__WORK REQUEST__. Copy all of the records below verbatim.

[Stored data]

########################################

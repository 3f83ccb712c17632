//! Collapsing replicate images of the same subject into one
//! row.

use std::str::FromStr;

use serde_derive::*;
use tracing::debug;

use crate::{
    error::{Error, Result},
    stats::quantile_sorted,
    table::{Cell, Table},
};

/// Column holding the number of rows folded into a group.
pub const REPLICATE_COUNT: &str = "replicate_count";

#[derive(Serialize, Deserialize, Debug, Clone, Copy, PartialEq, Eq)]
#[serde(rename_all = "lowercase")]
pub enum Reducer {
    Mean,
    Median,
}

impl FromStr for Reducer {
    type Err = Error;

    fn from_str(s: &str) -> Result<Self> {
        match s.to_ascii_lowercase().as_str() {
            "mean" => Ok(Reducer::Mean),
            "median" => Ok(Reducer::Median),
            _ => Err(Error::UnsupportedMethod(s.to_string())),
        }
    }
}

impl Reducer {
    /// Reduce the non-missing values; `None` if there are
    /// none.
    pub fn reduce(self, values: &[f64]) -> Option<f64> {
        let mut finite: Vec<f64> = values.iter().copied().filter(|v| !v.is_nan()).collect();
        if finite.is_empty() {
            return None;
        }
        Some(match self {
            Reducer::Mean => finite.iter().sum::<f64>() / finite.len() as f64,
            Reducer::Median => {
                finite.sort_by(|a, b| a.total_cmp(b));
                quantile_sorted(&finite, 0.5)
            }
        })
    }
}

struct Group {
    key: Cell,
    rows: Vec<usize>,
}

/// Group rows by `id_col` and reduce every numeric column
/// with `reducer`.
///
/// Groups come out in order of first appearance. Columns in
/// `keep` take the value of the group's first row.
/// Non-numeric columns not in `keep` are dropped. An existing
/// `replicate_count` column (from an earlier aggregation) is
/// summed rather than reduced.
pub fn aggregate_replicates(
    table: &Table,
    id_col: &str,
    reducer: Reducer,
    keep: &[&str],
) -> Result<Table> {
    let id_idx = table.column_index(id_col)?;
    let prior_idx = table
        .column_index(REPLICATE_COUNT)
        .ok()
        .filter(|&i| i != id_idx);
    let keep_idx = keep
        .iter()
        .filter(|k| **k != id_col && **k != REPLICATE_COUNT)
        .map(|k| table.column_index(k))
        .collect::<Result<Vec<_>>>()?;

    let mut groups: Vec<Group> = vec![];
    for (i, row) in table.rows().iter().enumerate() {
        let key = &row[id_idx];
        match groups.iter_mut().find(|g| g.key.key() == key.key()) {
            Some(g) => g.rows.push(i),
            None => groups.push(Group {
                key: key.clone(),
                rows: vec![i],
            }),
        }
    }

    let mut metric_idx = vec![];
    for (i, name) in table.columns().iter().enumerate() {
        if i == id_idx || keep_idx.contains(&i) || Some(i) == prior_idx {
            continue;
        }
        if table.is_numeric_column(i) {
            metric_idx.push(i);
        } else {
            debug!(column = %name, "dropping non-numeric column");
        }
    }

    let columns = std::iter::once(id_idx)
        .chain(keep_idx.iter().copied())
        .map(|i| table.columns()[i].clone())
        .chain(std::iter::once(REPLICATE_COUNT.to_string()))
        .chain(metric_idx.iter().map(|&i| table.columns()[i].clone()));
    let mut out = Table::new(columns);

    for group in groups {
        let first = &table.rows()[group.rows[0]];
        let mut row = vec![group.key.clone()];
        row.extend(keep_idx.iter().map(|&i| first[i].clone()));
        let count: f64 = match prior_idx {
            Some(p) => group
                .rows
                .iter()
                .map(|&r| table.rows()[r][p].as_f64().unwrap_or(1.))
                .sum(),
            None => group.rows.len() as f64,
        };
        row.push(Cell::Number(count));
        for &i in &metric_idx {
            let values: Vec<f64> = group
                .rows
                .iter()
                .filter_map(|&r| table.rows()[r][i].as_f64())
                .collect();
            row.push(reducer.reduce(&values).map_or(Cell::Missing, Cell::number));
        }
        out.push_row(row)?;
    }
    Ok(out)
}

#[cfg(test)]
mod tests {
    use super::*;
    use std::io::Cursor;

    fn table() -> Table {
        Table::read_csv(Cursor::new(
            "animal,group,file,mean,sd\n\
             m1,ctrl,a.raw,36,1\n\
             m2,treat,b.raw,34,NA\n\
             m1,ctrl,c.raw,38,3\n\
             m1,ctrl,d.raw,31,NA\n\
             ,ctrl,e.raw,30,2\n",
        ))
        .expect("csv")
    }

    #[test]
    fn parses_reducer() {
        assert_eq!("Median".parse::<Reducer>().ok(), Some(Reducer::Median));
        assert!(matches!("mode".parse::<Reducer>(), Err(Error::UnsupportedMethod(_))));
    }

    #[test]
    fn groups_in_order_of_appearance() -> Result<()> {
        let t = aggregate_replicates(&table(), "animal", Reducer::Mean, &["group"])?;
        assert_eq!(t.columns(), &["animal", "group", "replicate_count", "mean", "sd"]);
        assert_eq!(t.num_rows(), 3);
        assert_eq!(t.get(0, "animal")?, &Cell::Text("m1".into()));
        assert_eq!(t.get(0, "replicate_count")?, &Cell::Number(3.));
        assert_eq!(t.get(0, "mean")?, &Cell::Number(35.));
        assert_eq!(t.get(0, "sd")?, &Cell::Number(2.));
        assert_eq!(t.get(1, "sd")?, &Cell::Missing);
        assert_eq!(t.get(2, "animal")?, &Cell::Missing);
        assert_eq!(t.get(2, "group")?, &Cell::Text("ctrl".into()));
        Ok(())
    }

    #[test]
    fn median_reducer() -> Result<()> {
        let t = aggregate_replicates(&table(), "animal", Reducer::Median, &[])?;
        assert_eq!(t.get(0, "mean")?, &Cell::Number(36.));
        assert!(!t.has_column("group"));
        assert!(!t.has_column("file"));
        Ok(())
    }

    #[test]
    fn three_replicates_of_two_animals() -> Result<()> {
        let t = Table::read_csv(Cursor::new(
            "id,mean\nA,30\nA,31\nA,32\nB,34\nB,35\nB,36\n",
        ))?;
        let out = aggregate_replicates(&t, "id", Reducer::Mean, &[])?;
        assert_eq!(out.num_rows(), 2);
        let counts: Vec<f64> = out
            .column(REPLICATE_COUNT)?
            .filter_map(Cell::as_f64)
            .collect();
        assert_eq!(counts, vec![3., 3.]);
        assert_eq!(counts.iter().sum::<f64>(), t.num_rows() as f64);
        assert_eq!(out.get(0, "mean")?, &Cell::Number(31.));
        assert_eq!(out.get(1, "mean")?, &Cell::Number(35.));
        Ok(())
    }

    #[test]
    fn aggregating_twice_sums_counts() -> Result<()> {
        let once = aggregate_replicates(&table(), "animal", Reducer::Mean, &["group"])?;
        let twice = aggregate_replicates(&once, "group", Reducer::Mean, &[REPLICATE_COUNT])?;
        assert_eq!(twice.columns(), &["group", "replicate_count", "mean", "sd"]);
        assert_eq!(twice.get(0, "group")?, &Cell::Text("ctrl".into()));
        assert_eq!(twice.get(0, REPLICATE_COUNT)?, &Cell::Number(4.));
        assert_eq!(twice.get(1, REPLICATE_COUNT)?, &Cell::Number(1.));
        Ok(())
    }

    #[test]
    fn unknown_columns_are_errors() {
        assert!(matches!(
            aggregate_replicates(&table(), "subject", Reducer::Mean, &[]),
            Err(Error::MissingColumn(_))
        ));
        assert!(matches!(
            aggregate_replicates(&table(), "animal", Reducer::Mean, &["weight"]),
            Err(Error::MissingColumn(_))
        ));
    }
}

########################################

__RESULT FOR THIS TASK__.
repository 3f83ccb712c17632
//! Collapsing replicate images of the same subject into one
//! row.

use std::str::FromStr;

use serde_derive::*;
use tracing::debug;

use crate::{
    error::{Error, Result},
    stats::quantile_sorted,
    table::{Cell, Table},
};

/// Column holding the number of rows folded into a group.
pub const REPLICATE_COUNT: &str = "replicate_count";

#[derive(Serialize, Deserialize, Debug, Clone, Copy, PartialEq, Eq)]
#[serde(rename_all = "lowercase")]
pub enum Reducer {
    Mean,
    Median,
}

impl FromStr for Reducer {
    type Err = Error;

    fn from_str(s: &str) -> Result<Self> {
        match s.to_ascii_lowercase().as_str() {
            "mean" => Ok(Reducer::Mean),
            "median" => Ok(Reducer::Median),
            _ => Err(Error::UnsupportedMethod(s.to_string())),
        }
    }
}

impl Reducer {
    /// Reduce the non-missing values; `None` if there are
    /// none.
    pub fn reduce(self, values: &[f64]) -> Option<f64> {
        let mut finite: Vec<f64> = values.iter().copied().filter(|v| !v.is_nan()).collect();
        if finite.is_empty() {
            return None;
        }
        Some(match self {
            Reducer::Mean => finite.iter().sum::<f64>() / finite.len() as f64,
            Reducer::Median => {
                finite.sort_by(|a, b| a.total_cmp(b));
                quantile_sorted(&finite, 0.5)
            }
        })
    }
}

struct Group {
    key: Cell,
    rows: Vec<usize>,
}

/// Group rows by `id_col` and reduce every numeric column
/// with `reducer`.
///
/// Groups come out in order of first appearance. Columns in
/// `keep` take the value of the group's first row.
/// Non-numeric columns not in `keep` are dropped. An existing
/// `replicate_count` column (from an earlier aggregation) is
/// summed rather than reduced.
pub fn aggregate_replicates(
    table: &Table,
    id_col: &str,
    reducer: Reducer,
    keep: &[&str],
) -> Result<Table> {
    let id_idx = table.column_index(id_col)?;
    let prior_idx = table
        .column_index(REPLICATE_COUNT)
        .ok()
        .filter(|&i| i != id_idx);
    let keep_idx = keep
        .iter()
        .filter(|k| **k != id_col && **k != REPLICATE_COUNT)
        .map(|k| table.column_index(k))
        .collect::<Result<Vec<_>>>()?;

    let mut groups: Vec<Group> = vec![];
    for (i, row) in table.rows().iter().enumerate() {
        let key = &row[id_idx];
        match groups.iter_mut().find(|g| g.key.key() == key.key()) {
            Some(g) => g.rows.push(i),
            None => groups.push(Group {
                key: key.clone(),
                rows: vec![i],
            }),
        }
    }

    let mut metric_idx = vec![];
    for (i, name) in table.columns().iter().enumerate() {
        if i == id_idx || keep_idx.contains(&i) || Some(i) == prior_idx {
            continue;
        }
        if table.is_numeric_column(i) {
            metric_idx.push(i);
        } else {
            debug!(column = %name, "dropping non-numeric column");
        }
    }

    let columns = std::iter::once(id_idx)
        .chain(keep_idx.iter().copied())
        .map(|i| table.columns()[i].clone())
        .chain(std::iter::once(REPLICATE_COUNT.to_string()))
        .chain(metric_idx.iter().map(|&i| table.columns()[i].clone()));
    let mut out = Table::new(columns);

    for group in groups {
        let first = &table.rows()[group.rows[0]];
        let mut row = vec![group.key.clone()];
        row.extend(keep_idx.iter().map(|&i| first[i].clone()));
        let count: f64 = match prior_idx {
            Some(p) => group
                .rows
                .iter()
                .map(|&r| table.rows()[r][p].as_f64().unwrap_or(1.))
                .sum(),
            None => group.rows.len() as f64,
        };
        row.push(Cell::Number(count));
        for &i in &metric_idx {
            let values: Vec<f64> = group
                .rows
                .iter()
                .filter_map(|&r| table.rows()[r][i].as_f64())
                .collect();
            row.push(reducer.reduce(&values).map_or(Cell::Missing, Cell::number));
        }
        out.push_row(row)?;
    }
    Ok(out)
}

#[cfg(test)]
mod tests {
    use super::*;
    use std::io::Cursor;

    fn table() -> Table {
        Table::read_csv(Cursor::new(
            "animal,group,file,mean,sd\n\
             m1,ctrl,a.raw,36,1\n\
             m2,treat,b.raw,34,NA\n\
             m1,ctrl,c.raw,38,3\n\
             m1,ctrl,d.raw,31,NA\n\
             ,ctrl,e.raw,30,2\n",
        ))
        .expect("csv")
    }

    #[test]
    fn parses_reducer() {
        assert_eq!("Median".parse::<Reducer>().ok(), Some(Reducer::Median));
        assert!(matches!("mode".parse::<Reducer>(), Err(Error::UnsupportedMethod(_))));
    }

    #[test]
    fn groups_in_order_of_appearance() -> Result<()> {
        let t = aggregate_replicates(&table(), "animal", Reducer::Mean, &["group"])?;
        assert_eq!(t.columns(), &["animal", "group", "replicate_count", "mean", "sd"]);
        assert_eq!(t.num_rows(), 3);
        assert_eq!(t.get(0, "animal")?, &Cell::Text("m1".into()));
        assert_eq!(t.get(0, "replicate_count")?, &Cell::Number(3.));
        assert_eq!(t.get(0, "mean")?, &Cell::Number(35.));
        assert_eq!(t.get(0, "sd")?, &Cell::Number(2.));
        assert_eq!(t.get(1, "sd")?, &Cell::Missing);
        assert_eq!(t.get(2, "animal")?, &Cell::Missing);
        assert_eq!(t.get(2, "group")?, &Cell::Text("ctrl".into()));
        Ok(())
    }

    #[test]
    fn median_reducer() -> Result<()> {
        let t = aggregate_replicates(&table(), "animal", Reducer::Median, &[])?;
        assert_eq!(t.get(0, "mean")?, &Cell::Number(36.));
        assert!(!t.has_column("group"));
        assert!(!t.has_column("file"));
        Ok(())
    }

    #[test]
    fn three_replicates_of_two_animals() -> Result<()> {
        let t = Table::read_csv(Cursor::new(
            "id,mean\nA,30\nA,31\nA,32\nB,34\nB,35\nB,36\n",
        ))?;
        let out = aggregate_replicates(&t, "id", Reducer::Mean, &[])?;
        assert_eq!(out.num_rows(), 2);
        let counts: Vec<f64> = out
            .column(REPLICATE_COUNT)?
            .filter_map(Cell::as_f64)
            .collect();
        assert_eq!(counts, vec![3., 3.]);
        assert_eq!(counts.iter().sum::<f64>(), t.num_rows() as f64);
        assert_eq!(out.get(0, "mean")?, &Cell::Number(31.));
        assert_eq!(out.get(1, "mean")?, &Cell::Number(35.));
        Ok(())
    }

    #[test]
    fn aggregating_twice_sums_counts() -> Result<()> {
        let once = aggregate_replicates(&table(), "animal", Reducer::Mean, &["group"])?;
        let twice = aggregate_replicates(&once, "group", Reducer::Mean, &[REPLICATE_COUNT])?;
        assert_eq!(twice.columns(), &["group", "replicate_count", "mean", "sd"]);
        assert_eq!(twice.get(0, "group")?, &Cell::Text("ctrl".into()));
        assert_eq!(twice.get(0, REPLICATE_COUNT)?, &Cell::Number(4.));
        assert_eq!(twice.get(1, REPLICATE_COUNT)?, &Cell::Number(1.));
        Ok(())
    }

    #[test]
    fn unknown_columns_are_errors() {
        assert!(matches!(
            aggregate_replicates(&table(), "subject", Reducer::Mean, &[]),
            Err(Error::MissingColumn(_))
        ));
        assert!(matches!(
            aggregate_replicates(&table(), "animal", Reducer::Mean, &["weight"]),
            Err(Error::MissingColumn(_))
        ));
    }
}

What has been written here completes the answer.